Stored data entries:
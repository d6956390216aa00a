use once_cell::sync::Lazy;
use regex::{Captures, Regex};
use serde::{Deserialize, Serialize};
use serde_json::Value;
use std::collections::HashSet;

use crate::graph::Graph;

const PLACEHOLDER: &str = r"\*\*(?P<name>[\w_]+)\[(?P<type>\w+)\](?:\((?P<options>[^\)]+)\))?\*\*";

/// `**name[type]**` or `**name[type](a|b|c)**` anywhere in a string.
pub static VAR_PATTERN: Lazy<Regex> = Lazy::new(|| {
    Regex::new(PLACEHOLDER).expect("placeholder pattern compiles")
});

/// Same grammar, anchored to the whole string.
static VAR_FULL_PATTERN: Lazy<Regex> = Lazy::new(|| {
    Regex::new(&format!("^(?:{PLACEHOLDER})$")).expect("anchored placeholder pattern compiles")
});

/// A variable addressed by placeholder syntax inside a string leaf.
#[derive(Debug, Clone, PartialEq, Eq, Serialize, Deserialize)]
pub struct Variable {
    pub name: String,
    #[serde(rename = "type")]
    pub var_type: String,
    pub options: Vec<String>,
    pub raw: String,
    pub mode: String,
}

impl Variable {
    fn from_captures(caps: &Captures<'_>) -> Self {
        Self {
            name: caps["name"].to_string(),
            var_type: caps["type"].to_string(),
            options: caps
                .name("options")
                .map(|m| m.as_str().split('|').map(str::to_string).collect())
                .unwrap_or_default(),
            raw: caps[0].to_string(),
            mode: "pattern".to_string(),
        }
    }
}

/// Returns the variable name when `text` is exactly one placeholder.
pub(crate) fn full_match_name(text: &str) -> Option<&str> {
    VAR_FULL_PATTERN
        .captures(text)
        .and_then(|caps| caps.name("name"))
        .map(|m| m.as_str())
}

/// Lists placeholder variables in traversal order, first occurrence per name.
pub fn extract_variables(graph: &Graph) -> Vec<Variable> {
    let mut seen = HashSet::new();
    let mut found = Vec::new();
    for (_, node) in graph.nodes() {
        collect(node, &mut seen, &mut found);
    }
    found
}

fn collect(value: &Value, seen: &mut HashSet<String>, found: &mut Vec<Variable>) {
    match value {
        Value::String(text) => {
            for caps in VAR_PATTERN.captures_iter(text) {
                if seen.insert(caps["name"].to_string()) {
                    found.push(Variable::from_captures(&caps));
                }
            }
        }
        Value::Object(map) => map.values().for_each(|v| collect(v, seen, found)),
        Value::Array(items) => items.iter().for_each(|v| collect(v, seen, found)),
        _ => {}
    }
}
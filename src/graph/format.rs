use anyhow::anyhow;
use serde_json::Value;
use tracing::debug;

use super::{CLASS_TYPE, Graph, INPUTS, META};
use crate::error::{FormatError, NodeIssue};

/// Converts the UI (node-list + links) representation to the flat form.
///
/// Output is trusted as-is; [`normalize`] does not re-validate it.
pub trait GraphConverter: Send + Sync {
    fn convert(&self, ui_graph: Value) -> anyhow::Result<Graph>;
}

/// Converter for hosts that only accept API-format exports.
#[derive(Debug, Default)]
pub struct UnsupportedConverter;

impl GraphConverter for UnsupportedConverter {
    fn convert(&self, _ui_graph: Value) -> anyhow::Result<Graph> {
        Err(anyhow!("UI-format workflows are not supported here; export the workflow in API format"))
    }
}

/// True when the document exposes a `nodes` list and a `links` member.
pub fn is_ui_format(doc: &Value) -> bool {
    doc.get("nodes").is_some_and(Value::is_array) && doc.get("links").is_some()
}

/// Brings an externally supplied workflow into the flat form.
///
/// UI documents go to `converter` unconditionally. Anything else must already
/// be flat; every entry with an `inputs` block must carry `class_type`, and
/// all offenders are reported together.
pub fn normalize(doc: Value, converter: &dyn GraphConverter) -> Result<Graph, FormatError> {
    if is_ui_format(&doc) {
        debug!("Converting UI-format workflow");
        return converter.convert(doc).map_err(FormatError::Conversion);
    }

    let nodes = match doc {
        Value::Object(map) => map,
        Value::Null => return Err(FormatError::NotAnObject("null")),
        Value::Bool(_) => return Err(FormatError::NotAnObject("a boolean")),
        Value::Number(_) => return Err(FormatError::NotAnObject("a number")),
        Value::String(_) => return Err(FormatError::NotAnObject("a string")),
        Value::Array(_) => return Err(FormatError::NotAnObject("an array")),
    };

    let issues: Vec<NodeIssue> = nodes
        .iter()
        .filter(|(_, node)| node.get(INPUTS).is_some() && node.get(CLASS_TYPE).is_none())
        .map(|(id, node)| NodeIssue {
            node_id: id.clone(),
            title: node
                .get(META)
                .and_then(|m| m.get("title"))
                .and_then(Value::as_str)
                .unwrap_or("Unknown")
                .to_string(),
        })
        .collect();

    if !issues.is_empty() {
        return Err(FormatError::MissingClassType { issues });
    }

    Ok(Graph::from_map(nodes))
}
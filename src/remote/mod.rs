use anyhow::Result;
use async_trait::async_trait;

use crate::graph::Graph;

pub mod http;

/// What the engine produced for one output node.
#[derive(Debug, Clone, PartialEq)]
pub enum Artifact {
    /// Encoded PNG bytes.
    Image(Vec<u8>),
    Text(String),
}

/// Outputs of one submission in the order the engine reported them.
pub type EngineOutputs = Vec<(String, Artifact)>;

/// Opens sessions against an engine and delivers out-of-band interrupts.
#[async_trait]
pub trait EngineConnector: Send + Sync {
    async fn connect(&self, server: &str) -> Result<Box<dyn EngineSession>>;

    /// Asks the engine at `server` to stop its current unit of work.
    async fn interrupt(&self, server: &str) -> Result<()>;
}

/// A connected client. Calls are made from one task at a time.
#[async_trait]
pub trait EngineSession: Send + Sync {
    /// Uploads a local file, returning the engine-side reference to it.
    async fn upload_file(&mut self, data: Vec<u8>, filename: &str) -> Result<String>;

    /// Queues a concrete graph and waits until its outputs are available.
    async fn submit(&mut self, graph: &Graph) -> Result<EngineOutputs>;

    async fn close(&mut self) -> Result<()>;
}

# [WORK INSTRUCTIONS]
What you return should be exactly the lines above, starting at the one with "engine reported them." and ending at the one with "task at a time.", and nothing else.

# [EXERCISE OUTPUT]
/// Outputs of one submission in the order the engine reported them.
pub type EngineOutputs = Vec<(String, Artifact)>;

/// Opens sessions against an engine and delivers out-of-band interrupts.
#[async_trait]
pub trait EngineConnector: Send + Sync {
    async fn connect(&self, server: &str) -> Result<Box<dyn EngineSession>>;

    /// Asks the engine at `server` to stop its current unit of work.
    async fn interrupt(&self, server: &str) -> Result<()>;
}

/// A connected client. Calls are made from one task at a time.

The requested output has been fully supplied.